Kubernetes documentation
Please refer to the Kubernetes documentation for more information on scheduling, including all the available policies. On this page we assume you are familiar with concepts like affinity, anti-affinity, node selectors, and so on.
You can control how the CloudNativePG cluster's instances should be
scheduled through the affinity
section in the definition of the cluster, which supports:
- pod affinity/anti-affinity
- node selectors
- tolerations
Pod Affinity and Anti-Affinity
Kubernetes provides mechanisms to control where pods are scheduled using affinity and anti-affinity rules. These rules allow you to specify whether a pod should be scheduled on particular nodes (affinity) or avoided on specific nodes (anti-affinity) based on the workloads already running there. This capability is technically referred to as inter-pod affinity/anti-affinity.
By default, CloudNativePG configures cluster instances to preferably be
scheduled on different nodes, while pgBouncer
instances might still run on
the same nodes.
For example, given the following Cluster
specification:
apiVersion: postgresql.cnpg.io/v1
kind: Cluster
metadata:
name: cluster-example
spec:
instances: 3
imageName: ghcr.io/cloudnative-pg/postgresql:16.4
affinity:
enablePodAntiAffinity: true # Default value
topologyKey: kubernetes.io/hostname # Default value
podAntiAffinityType: preferred # Default value
storage:
size: 1Gi
The affinity
configuration applied in the instance pods will be:
affinity:
podAntiAffinity:
preferredDuringSchedulingIgnoredDuringExecution:
- podAffinityTerm:
labelSelector:
matchExpressions:
- key: cnpg.io/cluster
operator: In
values:
- cluster-example
- key: cnpg.io/podRole
operator: In
values:
- instance
topologyKey: kubernetes.io/hostname
weight: 100
With this setup, Kubernetes will prefer to schedule a 3-node PostgreSQL cluster across three different nodes, assuming sufficient resources are available.
Requiring Pod Anti-Affinity
You can modify the default behavior by adjusting the settings mentioned above.
For example, setting podAntiAffinityType
to required
will enforce
requiredDuringSchedulingIgnoredDuringExecution
instead of
preferredDuringSchedulingIgnoredDuringExecution
.
However, be aware that this strict requirement may cause pods to remain pending if resources are insufficient—this is particularly relevant when using Cluster Autoscaler for automated horizontal scaling in a Kubernetes cluster.
Inter-pod Affinity and Anti-Affinity
For more details, refer to the Kubernetes documentation.
Topology Considerations
In cloud environments, you might consider using topology.kubernetes.io/zone
as the topologyKey
to ensure pods are distributed across different
availability zones rather than just nodes.
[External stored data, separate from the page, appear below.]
//! Package extraction
//!
//! Unpacks an application package into a private scratch directory and
//! locates the application bundle inside its payload directory.

use std::fs::{self, File};
use std::io::BufReader;
use std::path::{Path, PathBuf};

use ipadiff_core::{Error, Result, ResultExt};
use ipadiff_tree::path::glob_match;
use tempfile::TempDir;
use tracing::{debug, trace};

use crate::zip::{ZipError, ZipReader};

/// Turns a package file into a directory tree on disk
pub trait ArchiveExtractor: Send + Sync {
    /// Extract `archive` into a fresh working directory
    fn extract(&self, archive: &Path) -> Result<ExtractedPackage>;
}

/// An extracted package; the working directory is removed on drop
#[derive(Debug)]
pub struct ExtractedPackage {
    archive: PathBuf,
    workdir: TempDir,
}

impl ExtractedPackage {
    /// Wrap an already populated working directory
    pub fn new(archive: impl Into<PathBuf>, workdir: TempDir) -> Self {
        Self {
            archive: archive.into(),
            workdir,
        }
    }

    /// Package file this tree came from
    pub fn archive(&self) -> &Path {
        &self.archive
    }

    /// Root of the extracted tree
    pub fn root(&self) -> &Path {
        self.workdir.path()
    }

    /// The single application bundle under `payload_dir`
    pub fn locate_bundle(&self, payload_dir: &str, pattern: &str) -> Result<PathBuf> {
        locate_bundle(self.root(), payload_dir, pattern)
    }
}

/// Extracts zip-based packages (`.ipa`)
#[derive(Debug, Clone, Default)]
pub struct ZipExtractor {
    scratch_dir: Option<PathBuf>,
}

impl ZipExtractor {
    pub fn new() -> Self {
        Self::default()
    }

    /// Create working directories under `dir` instead of the system temp dir
    pub fn with_scratch_dir(dir: impl Into<PathBuf>) -> Self {
        Self {
            scratch_dir: Some(dir.into()),
        }
    }

    fn workdir(&self) -> Result<TempDir> {
        let mut builder = tempfile::Builder::new();
        builder.prefix("ipadiff-");

        let dir = match &self.scratch_dir {
            Some(parent) => builder.tempdir_in(parent),
            None => builder.tempdir(),
        };

        dir.map_err(Error::from)
            .context("creating extraction directory")
    }
}

impl ArchiveExtractor for ZipExtractor {
    fn extract(&self, archive: &Path) -> Result<ExtractedPackage> {
        if !archive.is_file() {
            return Err(Error::NotFound(archive.to_path_buf()));
        }

        let file = File::open(archive)?;
        let mut reader = ZipReader::new(BufReader::new(file)).map_err(|e| e.into_error(archive))?;

        let workdir = self.workdir()?;
        let root = workdir.path();

        debug!(
            archive = %archive.display(),
            entries = reader.len(),
            workdir = %root.display(),
            "Extracting package"
        );

        for index in 0..reader.len() {
            let entry = reader.archive().entries[index].clone();
            let relative = sanitize_name(&entry.name).map_err(|e| e.into_error(archive))?;

            let Some(relative) = relative else {
                continue;
            };
            let target = root.join(&relative);

            if entry.is_directory() {
                fs::create_dir_all(&target)
                    .map_err(Error::from)
                    .with_context(|| format!("creating {}", target.display()))?;
                continue;
            }

            let data = reader.read_entry(index).map_err(|e| e.into_error(archive))?;

            if entry.is_symlink() {
                trace!(entry = %entry.name, "Writing symlink as regular file");
            }

            if let Some(parent) = target.parent() {
                fs::create_dir_all(parent)
                    .map_err(Error::from)
                    .with_context(|| format!("creating {}", parent.display()))?;
            }
            fs::write(&target, &data)
                .map_err(Error::from)
                .with_context(|| format!("writing {}", target.display()))?;
        }

        Ok(ExtractedPackage::new(archive, workdir))
    }
}

/// Map an entry name to a relative path that stays inside the working directory
///
/// Returns `None` for names that denote the root itself.
fn sanitize_name(name: &str) -> std::result::Result<Option<PathBuf>, ZipError> {
    if name.starts_with('/') || name.contains('\\') || name.contains('\0') {
        return Err(ZipError::UnsafeName(name.to_string()));
    }

    let mut path = PathBuf::new();
    for component in name.split('/') {
        match component {
            "" | "." => continue,
            ".." => return Err(ZipError::UnsafeName(name.to_string())),
            // Drive prefixes such as `C:` would make the join absolute on Windows
            c if c.contains(':') && cfg!(windows) => {
                return Err(ZipError::UnsafeName(name.to_string()));
            }
            c => path.push(c),
        }
    }

    Ok((!path.as_os_str().is_empty()).then_some(path))
}

/// Find the one directory under `root/payload_dir` whose name matches `pattern`
pub fn locate_bundle(root: &Path, payload_dir: &str, pattern: &str) -> Result<PathBuf> {
    let payload = root.join(payload_dir);

    let not_found = |found: Vec<String>| Error::BundleNotFound {
        root: payload.clone(),
        pattern: pattern.to_string(),
        found,
    };

    if !payload.is_dir() {
        return Err(not_found(Vec::new()));
    }

    let mut found = Vec::new();
    for entry in fs::read_dir(&payload)? {
        let entry = entry?;
        let name = entry.file_name().to_string_lossy().into_owned();
        if entry.file_type()?.is_dir() && glob_match(pattern, &name) {
            found.push(name);
        }
    }
    found.sort();

    match found.as_slice() {
        [single] => {
            let bundle = payload.join(single);
            debug!(bundle = %bundle.display(), "Located application bundle");
            Ok(bundle)
        }
        _ => Err(not_found(found)),
    }
}

#[cfg(test)]
mod tests {
    use super::*;

    #[test]
    fn test_sanitize_name() {
        assert_eq!(
            sanitize_name("Payload/App.app/Info.plist").unwrap(),
            Some(PathBuf::from("Payload/App.app/Info.plist"))
        );
        assert_eq!(sanitize_name("./Payload//App.app/").unwrap(), Some(PathBuf::from("Payload/App.app")));
        assert_eq!(sanitize_name("./").unwrap(), None);
    }

    #[test]
    fn test_sanitize_rejects_escapes() {
        assert!(sanitize_name("/etc/passwd").is_err());
        assert!(sanitize_name("Payload/../../evil").is_err());
        assert!(sanitize_name("Payload\\App.app").is_err());
    }

    #[test]
    fn test_locate_bundle_single() {
        let dir = tempfile::tempdir().unwrap();
        fs::create_dir_all(dir.path().join("Payload/Runner.app")).unwrap();
        fs::write(dir.path().join("Payload/notes.app"), b"file, not a bundle").unwrap();

        let bundle = locate_bundle(dir.path(), "Payload", "*.app").unwrap();
        assert_eq!(bundle, dir.path().join("Payload/Runner.app"));
    }

    #[test]
    fn test_locate_bundle_ambiguous() {
        let dir = tempfile::tempdir().unwrap();
        fs::create_dir_all(dir.path().join("Payload/A.app")).unwrap();
        fs::create_dir_all(dir.path().join("Payload/B.app")).unwrap();

        match locate_bundle(dir.path(), "Payload", "*.app").unwrap_err() {
            Error::BundleNotFound { found, .. } => assert_eq!(found, vec!["A.app", "B.app"]),
            other => panic!("unexpected error: {other}"),
        }
    }

    #[test]
    fn test_locate_bundle_missing_payload() {
        let dir = tempfile::tempdir().unwrap();
        let err = locate_bundle(dir.path(), "Payload", "*.app").unwrap_err();
        assert!(matches!(err, Error::BundleNotFound { ref found, .. } if found.is_empty()));
    }
}
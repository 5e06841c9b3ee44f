//! The fetch plugin: starts producers and owns the in-flight queue.
//!
//! Always the last plugin of a client pipeline. For every `Fetch` that reaches
//! it, the plugin either pulls the next value from a live lazy subscription,
//! ignores the fetch because one is already running, or asks the [`Fetcher`]
//! for a fresh producer and subscribes to it. Producer events come back into
//! the head of the pipeline as `Put`, `Reject` and `Complete` operations.
//!
//! The `Fetch` itself is forwarded *before* the producer is started, so the
//! `pending` transition always lands in the cache before any result does.

use crate::metrics::FetchMetrics;
use fetchline_core::{
    CacheView, Emitter, FetchError, Middleware, Next, Observer, Operation, PipelineError, Plugin,
    PluginContext, Producer, Request, RequestId, Source, Subscription,
};
use serde_json::Value;
use std::collections::HashMap;
use std::fmt;
use std::sync::atomic::{AtomicU64, Ordering};
use std::sync::{Arc, Mutex, MutexGuard, PoisonError};

/// Context handed to a [`Fetcher`].
#[derive(Clone)]
pub struct FetchContext {
    /// Read-only view of the request store
    pub cache: CacheView,
}

impl fmt::Debug for FetchContext {
    fn fmt(&self, f: &mut fmt::Formatter<'_>) -> fmt::Result {
        f.debug_struct("FetchContext").finish_non_exhaustive()
    }
}

/// Turns a request into a producer.
///
/// Implemented for any `Fn(&Request, &FetchContext) -> Producer`. A fetcher
/// that fails before producing anything should return [`Producer::error`].
///
/// # Example
///
/// ```
/// use fetchline_core::{Producer, Request};
/// use fetchline_runtime::{FetchContext, Fetcher};
/// use serde_json::json;
///
/// let fetcher = |request: &Request, _ctx: &FetchContext| {
///     Producer::value(json!({ "echo": request.query() }))
/// };
/// # fn assert_fetcher<F: Fetcher>(_: &F) {}
/// # assert_fetcher(&fetcher);
/// ```
pub trait Fetcher: Send + Sync + 'static {
    /// Build the producer for `request`.
    fn fetch(&self, request: &Request, ctx: &FetchContext) -> Producer;
}

impl<F> Fetcher for F
where
    F: Fn(&Request, &FetchContext) -> Producer + Send + Sync + 'static,
{
    fn fetch(&self, request: &Request, ctx: &FetchContext) -> Producer {
        self(request, ctx)
    }
}

/// Plugin that runs fetchers and deduplicates in-flight requests.
pub struct FetchPlugin {
    fetcher: Arc<dyn Fetcher>,
}

impl FetchPlugin {
    /// Name the plugin registers under.
    pub const NAME: &'static str = "fetch";

    /// Wrap a fetcher.
    pub fn new<F: Fetcher>(fetcher: F) -> Self {
        Self {
            fetcher: Arc::new(fetcher),
        }
    }

    /// Share an already boxed fetcher.
    #[must_use]
    pub fn from_arc(fetcher: Arc<dyn Fetcher>) -> Self {
        Self { fetcher }
    }
}

impl fmt::Debug for FetchPlugin {
    fn fmt(&self, f: &mut fmt::Formatter<'_>) -> fmt::Result {
        f.debug_struct("FetchPlugin").finish_non_exhaustive()
    }
}

impl Plugin for FetchPlugin {
    fn name(&self) -> &str {
        Self::NAME
    }

    fn init(self: Box<Self>, ctx: PluginContext) -> Result<Box<dyn Middleware>, PipelineError> {
        Ok(Box::new(FetchMiddleware {
            fetcher: self.fetcher,
            ctx,
            queue: Mutex::new(HashMap::new()),
            tickets: AtomicU64::new(0),
        }))
    }
}

/// Queue entry for one request id.
enum Slot {
    /// The fetcher is running; the ticket identifies this attempt.
    Starting(u64),
    /// A subscription exists. It may already have finished.
    Live(Arc<Subscription>),
}

/// What a `Fetch` should do, decided under the queue lock.
enum Plan {
    Pull(Arc<Subscription>),
    Skip,
    Start(u64),
}

struct FetchMiddleware {
    fetcher: Arc<dyn Fetcher>,
    ctx: PluginContext,
    queue: Mutex<HashMap<RequestId, Slot>>,
    tickets: AtomicU64,
}

impl FetchMiddleware {
    fn queue(&self) -> MutexGuard<'_, HashMap<RequestId, Slot>> {
        self.queue.lock().unwrap_or_else(PoisonError::into_inner)
    }

    fn plan(&self, id: &RequestId) -> Plan {
        let mut queue = self.queue();
        match queue.get(id) {
            Some(Slot::Live(sub)) if !sub.is_closed() => {
                if sub.is_lazy() {
                    Plan::Pull(Arc::clone(sub))
                } else {
                    Plan::Skip
                }
            },
            Some(Slot::Starting(_)) => Plan::Skip,
            _ => {
                let ticket = self.tickets.fetch_add(1, Ordering::Relaxed);
                queue.insert(id.clone(), Slot::Starting(ticket));
                Plan::Start(ticket)
            },
        }
    }

    fn on_fetch(&self, op: Operation, next: &Next) {
        let request = op.request().clone();
        match self.plan(request.id()) {
            Plan::Pull(sub) => {
                next.run(op);
                tracing::trace!(id = %request.id(), "Pulling next value");
                sub.next();
            },
            Plan::Skip => {
                FetchMetrics::record_deduplicated();
                tracing::debug!(id = %request.id(), "Fetch already in flight, deduplicated");
                next.run(op);
            },
            Plan::Start(ticket) => {
                next.run(op);
                self.start(request, ticket);
            },
        }
    }

    fn start(&self, request: Request, ticket: u64) {
        let context = FetchContext {
            cache: Arc::clone(&self.ctx.cache),
        };
        let source = Source::new(self.fetcher.fetch(&request, &context));
        let kind = source.kind();

        let observer = Arc::new(ResultObserver {
            request: request.clone(),
            lazy: kind.is_lazy(),
            emit: self.ctx.emit.clone(),
        });
        let sub = Arc::new(source.subscribe(observer));

        FetchMetrics::record_started();
        tracing::debug!(id = %request.id(), ?kind, "Fetch started");

        let installed = {
            let mut queue = self.queue();
            let reserved = matches!(
                queue.get(request.id()),
                Some(Slot::Starting(current)) if *current == ticket
            );
            if reserved {
                queue.insert(request.id().clone(), Slot::Live(Arc::clone(&sub)));
            }
            reserved
        };

        if !installed {
            tracing::debug!(id = %request.id(), "Request cancelled while starting");
            sub.close();
            return;
        }

        if sub.is_lazy() {
            sub.next();
        }
    }

    fn on_stop(&self, op: Operation, next: &Next) {
        let slot = self.queue().remove(op.key());
        if let Some(Slot::Live(sub)) = slot {
            sub.close();
        }
        next.run(op);
    }

    fn on_settled(&self, op: Operation, next: &Next) {
        {
            let mut queue = self.queue();
            let finished = matches!(queue.get(op.key()), Some(Slot::Live(sub)) if sub.is_closed());
            if finished {
                queue.remove(op.key());
            }
        }
        next.run(op);
    }
}

impl Middleware for FetchMiddleware {
    fn call(&self, op: Operation, next: &Next) {
        match op {
            Operation::Fetch { .. } => self.on_fetch(op, next),
            Operation::Cancel { .. } | Operation::Dispose { .. } => self.on_stop(op, next),
            Operation::Complete { .. } | Operation::Reject { .. } => self.on_settled(op, next),
            Operation::Put { .. } => next.run(op),
        }
    }
}

/// Maps source events to result operations.
struct ResultObserver {
    request: Request,
    lazy: bool,
    emit: Emitter,
}

impl ResultObserver {
    fn send(&self, op: Operation) {
        if let Err(error) = self.emit.emit(op) {
            tracing::warn!(id = %self.request.id(), %error, "Dropping source event");
        }
    }
}

impl Observer for ResultObserver {
    fn next(&self, data: Value) {
        self.send(Operation::put(self.request.clone(), data, self.lazy));
    }

    fn error(&self, error: FetchError) {
        self.send(Operation::reject(self.request.clone(), error));
    }

    fn complete(&self, data: Option<Value>) {
        self.send(Operation::complete(self.request.clone(), data));
    }
}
For more options, see
Well-Known Labels, Annotations, and Taints.
Disabling Anti-Affinity Policies
If needed, you can disable the operator-generated anti-affinity policies by
setting enablePodAntiAffinity
to false
.
Fine-Grained Control with Custom Rules
For scenarios requiring more precise control, you can specify custom pod
affinity or anti-affinity rules using the additionalPodAffinity
and
additionalPodAntiAffinity
configuration attributes. These custom rules will
be added to those generated by the operator, if enabled, or used directly if
the operator-generated rules are disabled.
Note
When using additionalPodAntiAffinity
or additionalPodAffinity
, you must
provide the full podAntiAffinity
or podAffinity
structure expected by the
Pod specification. The following YAML example demonstrates how to configure
only one instance of PostgreSQL per worker node, regardless of which PostgreSQL
cluster it belongs to:
additionalPodAntiAffinity:
requiredDuringSchedulingIgnoredDuringExecution:
- labelSelector:
matchExpressions:
- key: postgresql
operator: Exists
values: []
topologyKey: "kubernetes.io/hostname"
Node selection through nodeSelector
Kubernetes allows nodeSelector
to provide a list of labels (defined as
key-value pairs) to select the nodes on which a pod can run. Specifically,
the node must have each indicated key-value pair as labels for the
pod to be scheduled and run.
Similarly, CloudNativePG consents you to define a nodeSelector
in the
affinity
section, so that you can request a PostgreSQL cluster to run only
on nodes that have those labels.
Tolerations
Kubernetes allows you to specify (through taints
) whether a node should repel
all pods not explicitly tolerating (through tolerations
) their taints
.
So, by setting a proper set of tolerations
for a workload matching a specific
node's taints
, Kubernetes scheduler will now take into consideration the
tainted node, while deciding on which node to schedule the workload.
Tolerations can be configured for all the pods of a Cluster through the
.spec.affinity.tolerations
section, which accepts the usual Kubernetes syntax
for tolerations.
Taints and Tolerations
More information on taints and tolerations can be found in the Kubernetes documentation.
Isolating PostgreSQL workloads
Important
Before proceeding, please ensure you have read the "Architecture" section of the documentation.
While you can deploy PostgreSQL on Kubernetes in various ways, we recommend following these essential principles for production environments:
- Exploit Availability Zones: If possible, take advantage of availability zones (AZs) within the same Kubernetes cluster by distributing PostgreSQL instances across different AZs.
- Dedicate Worker Nodes: Allocate specific worker nodes for PostgreSQL
workloads through the
node-role.kubernetes.io/postgres
label and taint, as detailed in the Reserving Nodes for PostgreSQL Workloads section. - Avoid Node Overlap: Ensure that no instances from the same PostgreSQL cluster are running on the same node.
As explained in greater detail in the previous sections, CloudNativePG provides the flexibility to configure pod anti-affinity, node selectors, and tolerations.
Below is a sample configuration to ensure that a PostgreSQL Cluster
is
deployed on postgres
nodes, with its instances distributed across different
nodes:
# <snip>
affinity:
enablePodAntiAffinity: true
topologyKey: kubernetes.io/hostname
podAntiAffinityType: required
nodeSelector:
node-role.kubernetes.io/postgres: ""
tolerations:
- key: node-role.kubernetes.io/postgres
operator: Exists
effect: NoSchedule
# <snip>
Despite its simplicity, this setup ensures optimal distribution and isolation of PostgreSQL workloads, leading to enhanced performance and reliability in your production environment.